Blog

Short blog posts, journal entries, and random thoughts. Topics include a mix of personal and the world at large. 

I would like a better keyboard

The annual Consumer Electronics Show (CES) is happening right now in Las Vegas. The particular segment I always enjoy to read about is PC laptops. A bit of window shopping, you know? My daily-driver laptop is a 202116-inch MacBook Pro (M1 Max), and it’s interesting to see what the Windows side has to offer. Can there be a compelling enough PC product to sway me out of a decade plus loyalty to team Apple?

I am still waiting.

There is one component in modern PC laptops that I do wish Apple offered on its MacBook line: a better keyboard. As an often typist (see: this blog), a laptop with a solid typing experience is a must for me. After the butterfly keyboard debacle, the MacBook lineup has finally returned to a keyboard with good feel and reliability. I still have not found another non-Apple laptop than can match a MacBook for key-deck solidity.

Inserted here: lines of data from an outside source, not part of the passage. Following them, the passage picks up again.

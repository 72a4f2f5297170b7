//! Approval Tracker (spec §4.10): hashes `(tool, normalized(args))`,
//! checks exact-hash history or auto-approval patterns, and keeps
//! session-scoped usage counters + an ordered history.

use std::collections::HashMap;
use std::collections::hash_map::DefaultHasher;
use std::hash::{Hash, Hasher};
use std::path::Path;

use chrono::Utc;
use hydra_core::approval::{ApprovalPattern, ApprovalRecord, ApprovalStats, PatternCondition};
use hydra_core::tool::Permission;
use parking_lot::Mutex;
use regex::Regex;
use serde_json::Value;

const RECENT_LIMIT: usize = 10;

/// Normalizes a tool-call argument map into a canonical form before
/// hashing (spec §9 Open Question, resolved): object keys sorted,
/// strings trimmed, and any key named `path`/`file_path`/`file`
/// absolutized against the current working directory.
#[must_use]
pub fn normalize_args(args: &Value) -> Value {
    match args {
        Value::Object(map) => {
            let mut sorted: Vec<(&String, &Value)> = map.iter().collect();
            sorted.sort_by_key(|(k, _)| k.as_str());
            let mut out = serde_json::Map::new();
            for (k, v) in sorted {
                let normalized = match v {
                    Value::String(s) if k == "path" || k == "file_path" || k == "file" => {
                        Value::String(absolutize(s.trim()))
                    }
                    Value::String(s) => Value::String(s.trim().to_string()),
                    other => normalize_args(other),
                };
                out.insert(k.clone(), normalized);
            }
            Value::Object(out)
        }
        Value::Array(items) => Value::Array(items.iter().map(normalize_args).collect()),
        other => other.clone(),
    }
}

fn absolutize(path: &str) -> String {
    let p = Path::new(path);
    if p.is_absolute() {
        p.to_string_lossy().to_string()
    } else {
        std::env::current_dir()
            .map(|cwd| cwd.join(p).to_string_lossy().to_string())
            .unwrap_or_else(|_| path.to_string())
    }
}

/// Stable (non-cryptographic) hash of `(tool_name, normalized(args))`; the
/// approval key every session decision is keyed by.
#[must_use]
pub fn hash_call(tool_name: &str, args: &Value) -> String {
    let mut hasher = DefaultHasher::new();
    tool_name.hash(&mut hasher);
    normalize_args(args).to_string().hash(&mut hasher);
    format!("{:016x}", hasher.finish())
}

fn pattern_matches(pattern: &ApprovalPattern, tool_name: &str, args: &Value, session_usage: &HashMap<String, u32>) -> bool {
    if pattern.tool_name != tool_name {
        return false;
    }
    if let Some(re) = &pattern.arg_regex {
        let Ok(re) = Regex::new(re) else { return false };
        if !re.is_match(&args.to_string()) {
            return false;
        }
    }
    pattern.conditions.iter().all(|cond| match cond {
        PatternCondition::PathPrefix { allowed_prefixes } => {
            let Some(path) = args.get("path").and_then(Value::as_str) else { return false };
            allowed_prefixes.iter().any(|p| path.starts_with(p.as_str()))
        }
        PatternCondition::FileExtension { allowed_exts } => {
            let Some(path) = args.get("path").and_then(Value::as_str) else { return false };
            let exts: Vec<&str> = allowed_exts.iter().map(|e| e.trim_start_matches('.')).collect();
            crate::builtin::path_extension_matches(Path::new(path), &exts)
        }
        PatternCondition::MaxFileSize { bytes } => {
            let Some(content) = args.get("content").and_then(Value::as_str) else { return true };
            (content.len() as u64) <= *bytes
        }
        PatternCondition::SessionLimit { max_uses } => {
            session_usage.get(tool_name).copied().unwrap_or(0) < *max_uses
        }
    })
}

#[derive(Debug, Default)]
struct TrackerState {
    approved_hashes: std::collections::HashSet<String>,
    history: Vec<ApprovalRecord>,
    session_usage: HashMap<String, u32>,
    patterns: Vec<ApprovalPattern>,
}

/// Single-lock session state around `(approved_set, history, counters)`
/// (spec §5 locking discipline).
#[derive(Debug, Default)]
pub struct ApprovalTracker {
    state: Mutex<TrackerState>,
}

impl ApprovalTracker {
    #[must_use]
    pub fn new() -> Self {
        Self::default()
    }

    pub fn add_pattern(&self, pattern: ApprovalPattern) {
        self.state.lock().patterns.push(pattern);
    }

    /// `is_approved(tool, args, level)` (spec §4.10 contract). `Critical`
    /// never auto-approves via a pattern; it only proceeds once this exact
    /// `(tool, args)` hash has an explicit approval recorded this session
    /// (see [`Self::record_approval`]).
    #[must_use]
    pub fn is_approved(&self, tool_name: &str, args: &Value, permission: Permission) -> bool {
        match permission {
            Permission::Safe => true,
            Permission::Critical => {
                let state = self.state.lock();
                state.approved_hashes.contains(&hash_call(tool_name, args))
            }
            Permission::RequiresApproval => {
                let state = self.state.lock();
                let hash = hash_call(tool_name, args);
                if state.approved_hashes.contains(&hash) {
                    return true;
                }
                state
                    .patterns
                    .iter()
                    .any(|p| pattern_matches(p, tool_name, args, &state.session_usage))
            }
        }
    }

    /// Records a decision: increments the session counter and appends to
    /// history, regardless of whether approval was explicit or via a
    /// matched pattern.
    pub fn record_approval(&self, tool_name: &str, args: &Value, auto_approved: bool) {
        let hash = hash_call(tool_name, args);
        let mut state = self.state.lock();
        state.approved_hashes.insert(hash.clone());
        *state.session_usage.entry(tool_name.to_string()).or_insert(0) += 1;
        state.history.push(ApprovalRecord {
            hash,
            tool_name: tool_name.to_string(),
            auto_approved,
            timestamp: Utc::now(),
        });
    }

    #[must_use]
    pub fn stats(&self) -> ApprovalStats {
        let state = self.state.lock();
        let recent = state
            .history
            .iter()
            .rev()
            .take(RECENT_LIMIT)
            .cloned()
            .collect();
        ApprovalStats {
            total: state.history.len(),
            unique_ops: state.approved_hashes.len(),
            patterns: state.patterns.len(),
            session_usage: state.session_usage.clone(),
            recent,
        }
    }
}

#[cfg(test)]
mod tests {
    use super::*;
    use serde_json::json;

    #[test]
    fn safe_tools_are_always_approved() {
        let tracker = ApprovalTracker::new();
        assert!(tracker.is_approved("read_file", &json!({}), Permission::Safe));
    }

    #[test]
    fn critical_tools_are_never_auto_approved() {
        let tracker = ApprovalTracker::new();
        tracker.add_pattern(ApprovalPattern {
            tool_name: "write_file".to_string(),
            arg_regex: None,
            conditions: vec![],
        });
        assert!(!tracker.is_approved("write_file", &json!({}), Permission::Critical));
    }

    #[test]
    fn critical_tool_runs_once_its_exact_hash_is_approved() {
        let tracker = ApprovalTracker::new();
        let args = json!({"path": "x", "content": "y"});
        assert!(!tracker.is_approved("write_file", &args, Permission::Critical));
        tracker.record_approval("write_file", &args, false);
        assert!(tracker.is_approved("write_file", &args, Permission::Critical));
        // A different argument hash for the same tool is unaffected.
        assert!(!tracker.is_approved("write_file", &json!({"path": "z", "content": "y"}), Permission::Critical));
    }

    #[test]
    fn exact_hash_approval_persists_for_the_session() {
        let tracker = ApprovalTracker::new();
        let args = json!({"path": "notes.txt"});
        assert!(!tracker.is_approved("execute_python", &args, Permission::RequiresApproval));
        tracker.record_approval("execute_python", &args, false);
        assert!(tracker.is_approved("execute_python", &args, Permission::RequiresApproval));
    }

    #[test]
    fn pattern_grants_blanket_approval_under_path_prefix() {
        let tracker = ApprovalTracker::new();
        tracker.add_pattern(ApprovalPattern {
            tool_name: "execute_python".to_string(),
            arg_regex: None,
            conditions: vec![PatternCondition::PathPrefix {
                allowed_prefixes: vec!["/tmp/".to_string()],
            }],
        });
        let args = json!({"path": "/tmp/scratch.py"});
        assert!(tracker.is_approved("execute_python", &args, Permission::RequiresApproval));
    }

    #[test]
    fn pattern_grants_blanket_approval_under_file_extension() {
        let tracker = ApprovalTracker::new();
        tracker.add_pattern(ApprovalPattern {
            tool_name: "write_file".to_string(),
            arg_regex: None,
            conditions: vec![PatternCondition::FileExtension {
                allowed_exts: vec![".md".to_string()],
            }],
        });
        assert!(tracker.is_approved(
            "write_file",
            &json!({"path": "notes.md", "content": "x"}),
            Permission::RequiresApproval
        ));
        assert!(!tracker.is_approved(
            "write_file",
            &json!({"path": "notes.mymd", "content": "x"}),
            Permission::RequiresApproval
        ));
    }

    #[test]
    fn normalize_args_sorts_keys_and_trims_strings() {
        let a = normalize_args(&json!({"b": " x ", "a": 1}));
        let b = normalize_args(&json!({"a": 1, "b": "x"}));
        assert_eq!(a.to_string(), b.to_string());
    }

    #[test]
    fn stats_reports_session_usage_and_recent_window() {
        let tracker = ApprovalTracker::new();
        for i in 0..12 {
            tracker.record_approval("execute_python", &json!({"n": i}), false);
        }
        let stats = tracker.stats();
        assert_eq!(stats.total, 12);
        assert_eq!(stats.recent.len(), 10);
        assert_eq!(stats.session_usage["execute_python"], 12);
    }
}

What certain PC laptops do offer though, is better key switches. Mechanical keyboards are super popular these days (except for your office mates who have to hear all that click-clacking from your typing), and certain laptop-makers offer laptops with really thin-profile mechanical keys. My dream typing-focused laptop would be a 13-inch MacBook Air fitted with such keys. Most dreams never come true, obviously.

Other than that, I do not want for anything else with my 16-inch MacBook Pro that the PC camp can sway me over. The build-quality is absolute precision, the 120 Hz mini-LED display is bright and gorgeous, and the M1 Max still chews through everything I need it to do. Best of all, the battery life is unparalleled. In terms of performance per unit of energy, PC laptops have yet to be in even the same neighborhood ever since Apple switched over to its own silicon. It remains amazing to see that after a full work-day, there’s still half battery left on my work-issue M2 MacBook Pro.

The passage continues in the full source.